##### Records provided #####

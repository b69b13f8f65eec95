#![warn(missing_debug_implementations, missing_docs, rust_2018_idioms)]

//! A URI type with scheme-aware defaulting, reference resolution and
//! minimal rendering.
//!
//! A [`Uri`] is parsed from a string by splitting it into raw components
//! with a [`Parser`](parser::Parser), then resolving them with a
//! [`Resolver`]: components that are left out are filled in from a
//! [registry] of well-known ports and default hosts, or inherited from a
//! base URI. Paths are cleaned of dot segments and queries are decoded into
//! a nested [`Query`](query::Query) mapping.
//!
//! A [`Renderer`] turns a `Uri` back into a string, leaving out whatever
//! the registry would imply, or into the shortest reference from a base.
//!
//! ```
//! use uri_kit::Uri;
//!
//! let base = Uri::parse("https://example.com/docs/guide/intro?lang=en")?;
//! let uri = Uri::parse_relative("../../api/", &base)?;
//! assert_eq!(uri.to_string(), "https://example.com/docs/api/");
//! assert_eq!(uri.render_relative(&base)?, "/docs/api/");
//! # Ok::<_, uri_kit::Error>(())
//! ```
//!
//! # Feature flags
//!
//! - `impl-error` (default): Implements [`Error`] for the error type.
//!
//! - `log`: Logs registry updates at debug level and failed resolutions
//!   at trace level with the [`log`](https://docs.rs/log) crate.
//!
//! - `serde`: Implements `Serialize` and `Deserialize` for [`Uri`], which
//!   goes through its string form, and for [`Query`](query::Query), which
//!   goes through nested maps.
//!
//! [registry]: registry
//! [`Error`]: std::error::Error

pub mod component;
mod error;
mod fmt;
mod log;
pub mod parser;
pub mod pct_enc;
pub mod query;
pub mod registry;
mod render;
mod resolver;
mod uri;

pub use error::{Error, ErrorKind};
pub use render::{Parts, Renderer};
pub use resolver::Resolver;
pub use uri::Uri;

#####

▶ _Goal of the exercise_:
Among the lines above, count those containing the string "which"; please give the count alone.

▶ _Written solution_:
2